Ever teach a Lifeguard training class where on the first day when the youth jump in to do the prerequisite distance swim they look like a cat that fell in the water? I never cease to be amazed by the people that sign up for a Lifeguard class. Amazed that some are such mature and smart youth that are interested in a job that serves community and works around the water, and amazed that some think they want to do a job that they have absolutely no real knack for.

It has been suggest by many informal conversations with my peers that the average life expectancy of a part-time Lifeguard is approximately 1.8 years, or about two seasons. Don’t get me wrong there are many Lifeguards out there that have been working for many more years than this, but generally we hire a bunch and a few hang around for 4 or 5 years and even less of them work longer than that. I believe this is because you are either a Lifeguard or you are not. Our esteemed profession is not for everyone. Some young people “get it” right away, some never “get it” and a chosen few fall in love with it.

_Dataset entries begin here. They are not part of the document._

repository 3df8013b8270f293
use shared::{
    config::DatabaseConfig,
    error::{AppError, AppResult},
};
use sqlx::{postgres::PgConnectOptions, PgPool};

pub mod model;

fn make_pg_connect_options(cfg: &DatabaseConfig) -> PgConnectOptions {
    PgConnectOptions::new()
        .host(&cfg.host)
        .port(cfg.port)
        .username(&cfg.username)
        .password(&cfg.password)
        .database(&cfg.database)
}

#[derive(Clone)]
pub struct ConnectionPool(PgPool);

impl ConnectionPool {
    pub fn new(pool: PgPool) -> Self {
        Self(pool)
    }

    pub fn inner_ref(&self) -> &PgPool {
        &self.0
    }

    pub async fn begin(&self) -> AppResult<sqlx::Transaction<'_, sqlx::Postgres>> {
        self.0.begin().await.map_err(AppError::TransactionError)
    }
}

pub fn connect_database_with(cfg: &DatabaseConfig) -> ConnectionPool {
    ConnectionPool(PgPool::connect_lazy_with(make_pg_connect_options(cfg)))
}
use axum::{
    routing::{delete, get, post, put},
    Router,
};
use registry::AppRegistry;

use crate::handler::customer::{
    deactivate_customer, register_customer, show_current_customer,
    show_current_customer_bookings, show_customer, show_customer_list,
    update_current_customer_password, update_customer,
};

pub fn build_customer_routers() -> Router<AppRegistry> {
    let customers_routers = Router::new()
        .route("/", post(register_customer))
        .route("/", get(show_customer_list))
        .route("/me", get(show_current_customer))
        .route("/me/bookings", get(show_current_customer_bookings))
        .route("/me/password", put(update_current_customer_password))
        .route("/:customer_id", get(show_customer))
        .route("/:customer_id", put(update_customer))
        .route("/:customer_id", delete(deactivate_customer));

    Router::new().nest("/customers", customers_routers)
}
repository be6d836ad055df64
//! Controllers decide the move for one seat of a match.

use crate::error::{Error, Result};
use crate::rules::{Evaluator, Game};
use crate::search::{RandomStrategy, SearchStrategy, Strategy};

/// Source of actions for one player: a search, a baseline or a person.
pub trait Controller<G: Game> {
    /// Produce the action to play in `state`.
    fn choose(&mut self, game: &G, state: &G::State) -> Result<G::Action>;

    /// Whether this controller is a program (shown as "thinking").
    fn is_automatic(&self) -> bool {
        true
    }
}

fn require_action<G: Game>(state: &G::State, action: Option<G::Action>) -> Result<G::Action> {
    action.ok_or_else(|| Error::NoAction(format!("{state:?}")))
}

impl<G, E> Controller<G> for SearchStrategy<E>
where
    G: Game,
    E: Evaluator<G::State>,
{
    fn choose(&mut self, game: &G, state: &G::State) -> Result<G::Action> {
        let action = self.choose_action(game, state);
        let stats = self.last_stats();
        log::debug!(
            "{} searched {} (leaf ratio {:.2})",
            Strategy::<G>::name(self),
            stats,
            stats.leaf_ratio()
        );
        require_action::<G>(state, action)
    }
}

impl<G: Game> Controller<G> for RandomStrategy {
    fn choose(&mut self, game: &G, state: &G::State) -> Result<G::Action> {
        let action = self.choose_action(game, state);
        require_action::<G>(state, action)
    }
}
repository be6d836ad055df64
//! Driver layer: who picks moves, human prompting and the game loop.
//!
//! Nothing here is needed to run a search; it wires searches and people
//! to a game for the `red_blue_nim` binary.

pub mod controller;
pub mod human;
pub mod session;

pub use controller::Controller;
pub use human::HumanPlayer;
pub use session::{GameRecord, Match, Seat};
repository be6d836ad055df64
use std::io;

use anyhow::{Context, Result};
use clap::{Parser, ValueEnum};
use env_logger::Env;
use log::info;

use rust_minimax::games::nim::{MarbleCountEval, RedBlueNim, Variant};
use rust_minimax::play::{HumanPlayer, Match, Seat};
use rust_minimax::search::{RandomStrategy, SearchConfig, SearchStrategy, TerminalScoring};
use rust_minimax::Player;

/// Rule variant as spelled on the command line.
#[derive(Clone, Copy, Debug, PartialEq, Eq, ValueEnum)]
enum Version {
    Standard,
    Misere,
}

impl From<Version> for Variant {
    fn from(version: Version) -> Self {
        match version {
            Version::Standard => Variant::Standard,
            Version::Misere => Variant::Misere,
        }
    }
}

/// Terminal scoring policy as spelled on the command line.
#[derive(Clone, Copy, Debug, PartialEq, Eq, ValueEnum)]
enum Scoring {
    Evaluator,
    Utility,
}

impl From<Scoring> for TerminalScoring {
    fn from(scoring: Scoring) -> Self {
        match scoring {
            Scoring::Evaluator => TerminalScoring::Evaluator,
            Scoring::Utility => TerminalScoring::Utility,
        }
    }
}

/// Who sits in the first seat.
#[derive(Clone, Copy, Debug, PartialEq, Eq, ValueEnum)]
enum Role {
    Computer,
    Human,
}

/// Who plays against the computer.
#[derive(Clone, Copy, Debug, PartialEq, Eq, ValueEnum)]
enum Opponent {
    Human,
    Random,
}

#[derive(Parser, Debug)]
#[command(name = "red_blue_nim", about = "Play Red-Blue Nim against a minimax search")]
struct Cli {
    /// Initial number of red marbles
    num_red: u32,

    /// Initial number of blue marbles
    num_blue: u32,

    /// Rule variant
    #[arg(value_enum, default_value_t = Version::Standard)]
    version: Version,

    /// Who moves first
    #[arg(value_enum, default_value_t = Role::Computer)]
    first_player: Role,

    /// Search depth in plies; full search when omitted
    #[arg(value_parser = clap::value_parser!(u32).range(1..))]
    depth: Option<u32>,

    /// How the depth-limited search scores terminal states
    #[arg(long, value_enum, default_value_t = Scoring::Evaluator)]
    terminal_scoring: Scoring,

    /// Opponent of the computer
    #[arg(long, value_enum, default_value_t = Opponent::Human)]
    opponent: Opponent,

    /// Seed for the random opponent
    #[arg(long, default_value_t = 42)]
    seed: u64,
}

fn main() -> Result<()> {
    env_logger::Builder::from_env(Env::default().default_filter_or("warn")).init();

    let cli = Cli::parse();
    info!("{:?}", cli);

    let variant = Variant::from(cli.version);
    let game = RedBlueNim::builder()
        .red(cli.num_red)
        .blue(cli.num_blue)
        .variant(variant)
        .build();

    let config = SearchConfig::default()
        .with_depth_limit(cli.depth)
        .with_terminal_scoring(cli.terminal_scoring.into());

    let computer = Seat::new("Computer", SearchStrategy::new(config, MarbleCountEval));
    let other = match cli.opponent {
        Opponent::Human => Seat::new("Human", HumanPlayer::new(io::stdin().lock(), io::stdout())),
        Opponent::Random => Seat::new("Random", RandomStrategy::new(cli.seed)),
    };

    let (first, second, computer_player) = match cli.first_player {
        Role::Computer => (computer, other, Player::First),
        Role::Human => (other, computer, Player::Second),
    };

    println!("\n===== Red-Blue Nim =====");
    println!(
        "Version: {} | First player: {} | Depth: {}\n",
        variant,
        first.label.to_lowercase(),
        cli.depth
            .map_or_else(|| "Full search".to_string(), |d| d.to_string())
    );

    let mut game_match = Match::new(&game, first, second, io::stdout());
    let record = game_match.play().context("game aborted")?;

    println!("\n===== Game Over =====");
    for player in [computer_player, computer_player.opponent()] {
        println!(
            "{} utility: {}",
            game_match.label(player),
            record.utility(&game, player)
        );
    }

    Ok(())
}
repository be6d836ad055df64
//! # rust-minimax
//!
//! Adversarial search for two-player, zero-sum, perfect-information games,
//! demonstrated on Red-Blue Nim.
//!
//! ## Design Principles
//!
//! 1. **Game-Agnostic**: The search engine only sees the `Game` trait:
//!    player to move, legal actions, successor, terminal test, utility.
//!
//! 2. **Pure Searches**: Each search is a function of its inputs. No state
//!    survives between calls, so independent searches can run in parallel.
//!
//! 3. **Deterministic Ties**: Equal-valued actions resolve to the first one
//!    in the game's enumeration order.
//!
//! ## Modules
//!
//! - `core`: Players and seeded randomness
//! - `rules`: The `Game` and `Evaluator` traits
//! - `search`: Minimax, alpha-beta and depth-limited alpha-beta
//! - `games`: Concrete games (Red-Blue Nim)
//! - `play`: Controllers, human prompting and the game loop

pub mod core;
pub mod error;
pub mod games;
pub mod play;
pub mod rules;
pub mod search;

// Re-export commonly used types
pub use crate::core::{GameRng, Player};

pub use crate::error::{Error, Result};

pub use crate::rules::{ActionList, Evaluator, Game};

pub use crate::search::{
    alpha_beta_search, alpha_beta_search_with_stats, depth_limited_alpha_beta,
    depth_limited_alpha_beta_with_stats, minimax_search, minimax_search_with_stats, Algorithm,
    RandomStrategy, SearchConfig, SearchOutcome, SearchStats, SearchStrategy, Strategy,
    TerminalScoring,
};

pub use crate::games::nim::{
    MarbleCountEval, NimAction, NimConfig, NimState, Pile, RedBlueNim, ScoringRule, Variant,
};

pub use crate::play::{Controller, GameRecord, HumanPlayer, Match, Seat};
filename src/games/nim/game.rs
//! Red-Blue Nim rules.

use rustc_hash::FxHashSet;
use serde::{Deserialize, Serialize};
use std::str::FromStr;

use crate::core::Player;
use crate::error::Error;
use crate::rules::{ActionList, Game};

use super::scoring::{ScoringRule, Variant};

/// Score weight of a red marble left on the table.
pub const RED_WEIGHT: u32 = 2;
/// Score weight of a blue marble left on the table.
pub const BLUE_WEIGHT: u32 = 3;

/// A position: both pile counts and the player to move.
#[derive(Clone, Copy, Debug, PartialEq, Eq, Hash, Serialize, Deserialize)]
pub struct NimState {
    pub red: u32,
    pub blue: u32,
    pub to_move: Player,
}

impl NimState {
    /// Create a state.
    #[must_use]
    pub const fn new(red: u32, blue: u32, to_move: Player) -> Self {
        Self { red, blue, to_move }
    }

    /// Marbles left in both piles. Bounds the number of remaining plies.
    #[must_use]
    pub fn total(&self) -> u64 {
        u64::from(self.red) + u64::from(self.blue)
    }

    /// Weighted marble count, `2 * red + 3 * blue`.
    #[must_use]
    pub fn score(&self) -> f64 {
        let red = f64::from(RED_WEIGHT) * f64::from(self.red);
        let blue = f64::from(BLUE_WEIGHT) * f64::from(self.blue);
        red + blue
    }

    /// Marbles in one pile.
    #[must_use]
    pub const fn pile(&self, pile: Pile) -> u32 {
        match pile {
            Pile::Red => self.red,
            Pile::Blue => self.blue,
        }
    }
}

impl std::fmt::Display for NimState {
    fn fmt(&self, f: &mut std::fmt::Formatter<'_>) -> std::fmt::Result {
        write!(
            f,
            "Red marbles: {} | Blue marbles: {} | To move: {}",
            self.red, self.blue, self.to_move
        )
    }
}

/// Pile selector.
#[derive(Clone, Copy, Debug, PartialEq, Eq, Hash, Serialize, Deserialize)]
#[serde(rename_all = "lowercase")]
pub enum Pile {
    Red,
    Blue,
}

impl std::fmt::Display for Pile {
    fn fmt(&self, f: &mut std::fmt::Formatter<'_>) -> std::fmt::Result {
        match self {
            Pile::Red => f.write_str("red"),
            Pile::Blue => f.write_str("blue"),
        }
    }
}

impl FromStr for Pile {
    type Err = Error;

    fn from_str(s: &str) -> Result<Self, Self::Err> {
        match s.trim().to_ascii_lowercase().as_str() {
            "red" | "r" => Ok(Pile::Red),
            "blue" | "b" => Ok(Pile::Blue),
            other => Err(Error::UnknownPile(other.to_string())),
        }
    }
}

/// Remove `count` (1 or 2) marbles from `pile`.
#[derive(Clone, Copy, Debug, PartialEq, Eq, Hash, Serialize, Deserialize)]
pub struct NimAction {
    pub pile: Pile,
    pub count: u32,
}

impl NimAction {
    /// Create an action.
    #[must_use]
    pub const fn new(pile: Pile, count: u32) -> Self {
        Self { pile, count }
    }
}

impl std::fmt::Display for NimAction {
    fn fmt(&self, f: &mut std::fmt::Formatter<'_>) -> std::fmt::Result {
        write!(f, "{} {}", self.pile, self.count)
    }
}

impl FromStr for NimAction {
    type Err = Error;

    /// Parse `<pile> <count>`, e.g. `red 2`.
    fn from_str(s: &str) -> Result<Self, Self::Err> {
        let mut parts = s.split_whitespace();
        let pile = parts.next().unwrap_or_default().parse::<Pile>()?;
        let count = parse_count(parts.next().unwrap_or_default())?;
        if let Some(extra) = parts.next() {
            return Err(Error::InvalidCount(extra.to_string()));
        }
        Ok(NimAction::new(pile, count))
    }
}

/// Parse a removal count, accepting only 1 and 2.
pub fn parse_count(s: &str) -> Result<u32, Error> {
    match s.trim().parse::<u32>() {
        Ok(count @ 1..=2) => Ok(count),
        _ => Err(Error::InvalidCount(s.trim().to_string())),
    }
}

/// Game setup. Doubles as the builder for [`RedBlueNim`].
#[derive(Clone, Debug, PartialEq, Eq, Serialize, Deserialize)]
pub struct NimConfig {
    pub red: u32,
    pub blue: u32,
    #[serde(default)]
    pub variant: Variant,
    #[serde(default = "default_first_player")]
    pub first_player: Player,
}

fn default_first_player() -> Player {
    Player::First
}

impl Default for NimConfig {
    fn default() -> Self {
        Self {
            red: 3,
            blue: 3,
            variant: Variant::default(),
            first_player: default_first_player(),
        }
    }
}

impl NimConfig {
    pub fn new() -> Self {
        Self::default()
    }

    pub fn red(mut self, red: u32) -> Self {
        self.red = red;
        self
    }

    pub fn blue(mut self, blue: u32) -> Self {
        self.blue = blue;
        self
    }

    pub fn variant(mut self, variant: Variant) -> Self {
        self.variant = variant;
        self
    }

    pub fn first_player(mut self, player: Player) -> Self {
        self.first_player = player;
        self
    }

    /// Build the game.
    pub fn build(self) -> RedBlueNim {
        RedBlueNim::new(self)
    }
}

/// Red-Blue Nim.
///
/// A move removes one or two marbles from either pile. The game ends as
/// soon as either pile is empty; the terminal state is scored by the
/// configured [`ScoringRule`].
#[derive(Clone, Debug)]
pub struct RedBlueNim {
    config: NimConfig,
    rule: &'static dyn ScoringRule,
}

impl RedBlueNim {
    /// Create a game from its configuration.
    pub fn new(config: NimConfig) -> Self {
        let rule = config.variant.rule();
        Self { config, rule }
    }

    /// Start configuring a game.
    pub fn builder() -> NimConfig {
        NimConfig::new()
    }

    /// Replace the scoring rule, e.g. with a custom one.
    pub fn with_rule(mut self, rule: &'static dyn ScoringRule) -> Self {
        self.rule = rule;
        self
    }

    /// Get the game configuration.
    pub fn config(&self) -> &NimConfig {
        &self.config
    }

    /// Get the scoring rule.
    pub fn rule(&self) -> &'static dyn ScoringRule {
        self.rule
    }

    /// The player awarded a terminal state, `None` while the game continues.
    pub fn winner(&self, state: &NimState) -> Option<Player> {
        self.is_terminal(state).then(|| self.rule.winner(state))
    }

    /// Every state reachable from `from`, `from` included, each once.
    ///
    /// Terminal states are included but not expanded.
    pub fn reachable_states(&self, from: &NimState) -> Vec<NimState> {
        let mut seen = FxHashSet::default();
        let mut order = Vec::new();
        let mut stack = vec![*from];

        while let Some(state) = stack.pop() {
            if !seen.insert(state) {
                continue;
            }
            order.push(state);
            if self.is_terminal(&state) {
                continue;
            }
            for action in self.actions(&state) {
                stack.push(self.result(&state, &action));
            }
        }

        order
    }
}

impl Game for RedBlueNim {
    type State = NimState;
    type Action = NimAction;

    fn initial_state(&self) -> NimState {
        NimState::new(self.config.red, self.config.blue, self.config.first_player)
    }

    fn to_move(&self, state: &NimState) -> Player {
        state.to_move
    }

    /// Red 1, red 2, blue 1, blue 2, each if the pile holds enough marbles.
    ///
    /// Looks only at pile sizes, so a terminal state may still list moves
    /// for its non-empty pile.
    fn actions(&self, state: &NimState) -> ActionList<NimAction> {
        let mut actions = ActionList::new();
        for pile in [Pile::Red, Pile::Blue] {
            for count in 1..=2 {
                if state.pile(pile) >= count {
                    actions.push(NimAction::new(pile, count));
                }
            }
        }
        actions
    }

    fn result(&self, state: &NimState, action: &NimAction) -> NimState {
        let mut next = *state;
        match action.pile {
            Pile::Red => next.red = next.red.saturating_sub(action.count),
            Pile::Blue => next.blue = next.blue.saturating_sub(action.count),
        }
        next.to_move = state.to_move.opponent();
        next
    }

    fn is_terminal(&self, state: &NimState) -> bool {
        state.red == 0 || state.blue == 0
    }

    fn utility(&self, state: &NimState, player: Player) -> f64 {
        let score = state.score();
        if player == self.rule.winner(state) {
            score
        } else {
            -score
        }
    }
}

#[cfg(test)]
mod tests {
    use super::*;

    fn standard() -> RedBlueNim {
        RedBlueNim::builder().red(3).blue(3).build()
    }

    fn actions(game: &RedBlueNim, red: u32, blue: u32) -> Vec<NimAction> {
        game.actions(&NimState::new(red, blue, Player::First)).into_vec()
    }

    #[test]
    fn test_game_creation() {
        let game = RedBlueNim::builder()
            .red(5)
            .blue(7)
            .variant(Variant::Misere)
            .first_player(Player::Second)
            .build();

        assert_eq!(game.initial_state(), NimState::new(5, 7, Player::Second));
        assert_eq!(game.rule().name(), "misere");
        assert_eq!(game.config().variant, Variant::Misere);
    }

    #[test]
    fn test_action_enumeration_order() {
        let game = standard();

        assert_eq!(
            actions(&game, 2, 2),
            vec![
                NimAction::new(Pile::Red, 1),
                NimAction::new(Pile::Red, 2),
                NimAction::new(Pile::Blue, 1),
                NimAction::new(Pile::Blue, 2),
            ]
        );
        assert_eq!(
            actions(&game, 1, 5),
            vec![
                NimAction::new(Pile::Red, 1),
                NimAction::new(Pile::Blue, 1),
                NimAction::new(Pile::Blue, 2),
            ]
        );
        assert!(actions(&game, 0, 0).is_empty());
    }

    #[test]
    fn test_result_removes_and_flips() {
        let game = standard();
        let state = NimState::new(3, 4, Player::First);

        let next = game.result(&state, &NimAction::new(Pile::Blue, 2));
        assert_eq!(next, NimState::new(3, 2, Player::Second));

        let next = game.result(&next, &NimAction::new(Pile::Red, 1));
        assert_eq!(next, NimState::new(2, 2, Player::First));
    }

    #[test]
    fn test_result_never_underflows() {
        let game = standard();
        let state = NimState::new(1, 4, Player::First);

        // Not a legal action here; counts still stay non-negative.
        let next = game.result(&state, &NimAction::new(Pile::Red, 2));
        assert_eq!(next.red, 0);
    }

    #[test]
    fn test_terminal_when_either_pile_empty() {
        let game = standard();

        assert!(!game.is_terminal(&NimState::new(1, 1, Player::First)));
        assert!(game.is_terminal(&NimState::new(0, 3, Player::First)));
        assert!(game.is_terminal(&NimState::new(3, 0, Player::Second)));
        assert!(game.is_terminal(&NimState::new(0, 0, Player::Second)));
    }

    #[test]
    fn test_standard_utility() {
        let game = standard();
        let terminal = NimState::new(1, 0, Player::Second);

        assert_eq!(game.utility(&terminal, Player::Second), 2.0);
        assert_eq!(game.utility(&terminal, Player::First), -2.0);
        assert_eq!(game.winner(&terminal), Some(Player::Second));
        assert_eq!(game.winner(&NimState::new(1, 1, Player::First)), None);
    }

    #[test]
    fn test_score_of_full_piles_does_not_wrap() {
        let game = standard();
        let terminal = NimState::new(u32::MAX, 0, Player::Second);
        let full = NimState::new(u32::MAX, u32::MAX, Player::First);

        assert_eq!(full.total(), 2 * u64::from(u32::MAX));
        assert_eq!(full.score(), 5.0 * f64::from(u32::MAX));
        assert_eq!(game.utility(&terminal, Player::Second), 2.0 * f64::from(u32::MAX));
        assert_eq!(game.utility(&terminal, Player::First), -2.0 * f64::from(u32::MAX));
    }

    #[test]
    fn test_misere_utility() {
        let game = RedBlueNim::builder().variant(Variant::Misere).build();
        let terminal = NimState::new(0, 2, Player::Second);

        assert_eq!(game.utility(&terminal, Player::Second), -6.0);
        assert_eq!(game.utility(&terminal, Player::First), 6.0);
    }

    #[test]
    fn test_custom_rule() {
        #[derive(Debug)]
        struct AlwaysFirst;

        impl ScoringRule for AlwaysFirst {
            fn name(&self) -> &'static str {
                "always-first"
            }

            fn winner(&self, _terminal: &NimState) -> Player {
                Player::First
            }
        }

        let game = standard().with_rule(&AlwaysFirst);
        let terminal = NimState::new(0, 1, Player::Second);
        assert_eq!(game.utility(&terminal, Player::First), 3.0);
    }

    #[test]
    fn test_reachable_states() {
        let game = standard();
        let states = game.reachable_states(&NimState::new(2, 1, Player::First));

        // (2,1,F) -> (1,1,S), (0,1,S), (2,0,S); (1,1,S) -> (0,1,F), (1,0,F)
        assert_eq!(states.len(), 6);
        assert_eq!(states[0], NimState::new(2, 1, Player::First));

        let unique: FxHashSet<_> = states.iter().copied().collect();
        assert_eq!(unique.len(), states.len());
    }

    #[test]
    fn test_action_parsing() {
        assert_eq!(
            "red 2".parse::<NimAction>().unwrap(),
            NimAction::new(Pile::Red, 2)
        );
        assert_eq!(
            "  BLUE   1 ".parse::<NimAction>().unwrap(),
            NimAction::new(Pile::Blue, 1)
        );
        assert!("green 1".parse::<NimAction>().is_err());
        assert!("red 3".parse::<NimAction>().is_err());
        assert!("red".parse::<NimAction>().is_err());
        assert!("red 1 1".parse::<NimAction>().is_err());
        assert_eq!(NimAction::new(Pile::Blue, 2).to_string(), "blue 2");
    }

    #[test]
    fn test_config_serialization() {
        let config = RedBlueNim::builder().red(10).blue(4).variant(Variant::Misere);
        let json = serde_json::to_string(&config).unwrap();
        let deserialized: NimConfig = serde_json::from_str(&json).unwrap();
        assert_eq!(config, deserialized);

        let minimal: NimConfig = serde_json::from_str(r#"{"red":1,"blue":2}"#).unwrap();
        assert_eq!(minimal.variant, Variant::Standard);
        assert_eq!(minimal.first_player, Player::First);
    }

    #[test]
    fn test_state_display() {
        let state = NimState::new(3, 4, Player::First);
        assert_eq!(
            state.to_string(),
            "Red marbles: 3 | Blue marbles: 4 | To move: first"
        );
    }
}
//! Player identification for two-player games.
//!
//! ## Player
//!
//! A two-valued label: `First` moves first from the initial state unless the
//! game is configured otherwise. Every transition hands the move to the
//! `opponent()`.

use serde::{Deserialize, Serialize};
use std::str::FromStr;

use crate::error::Error;

/// One of the two players of a zero-sum game.
#[derive(Clone, Copy, Debug, PartialEq, Eq, Hash, Serialize, Deserialize)]
#[serde(rename_all = "lowercase")]
pub enum Player {
    First,
    Second,
}

impl Player {
    /// Both players, in turn order.
    pub const ALL: [Player; 2] = [Player::First, Player::Second];

    /// The other player.
    ///
    /// ```
    /// use rust_minimax::core::Player;
    ///
    /// assert_eq!(Player::First.opponent(), Player::Second);
    /// assert_eq!(Player::Second.opponent(), Player::First);
    /// ```
    #[must_use]
    pub const fn opponent(self) -> Self {
        match self {
            Player::First => Player::Second,
            Player::Second => Player::First,
        }
    }

    /// Get the raw player index (0-based).
    #[must_use]
    pub const fn index(self) -> usize {
        match self {
            Player::First => 0,
            Player::Second => 1,
        }
    }
}

impl std::fmt::Display for Player {
    fn fmt(&self, f: &mut std::fmt::Formatter<'_>) -> std::fmt::Result {
        match self {
            Player::First => write!(f, "first"),
            Player::Second => write!(f, "second"),
        }
    }
}

impl FromStr for Player {
    type Err = Error;

    fn from_str(s: &str) -> Result<Self, Self::Err> {
        match s.trim().to_ascii_lowercase().as_str() {
            "first" | "1" => Ok(Player::First),
            "second" | "2" => Ok(Player::Second),
            other => Err(Error::UnknownPlayer(other.to_string())),
        }
    }
}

It is this last group, the “chosen few” that truly impress me. I have had the pleasure of training over 1,500 experienced lifeguards from over 50 agencies over the past year and the quality and commitment of these individuals is awe inspiring. When young people pay out of pocket to attend an advanced training programs on their day off it impresses me and makes me proud of our legacy as life savers. Almost anyone can be a Lifeguard, pass the class then find an agency that is having a hard time getting staff and away you go. But not everyone can be a good lifeguard and even less can stand the test of time. This summer take a minute to acknowledge and reward the ones that “get it” for they truly are the future of our great profession.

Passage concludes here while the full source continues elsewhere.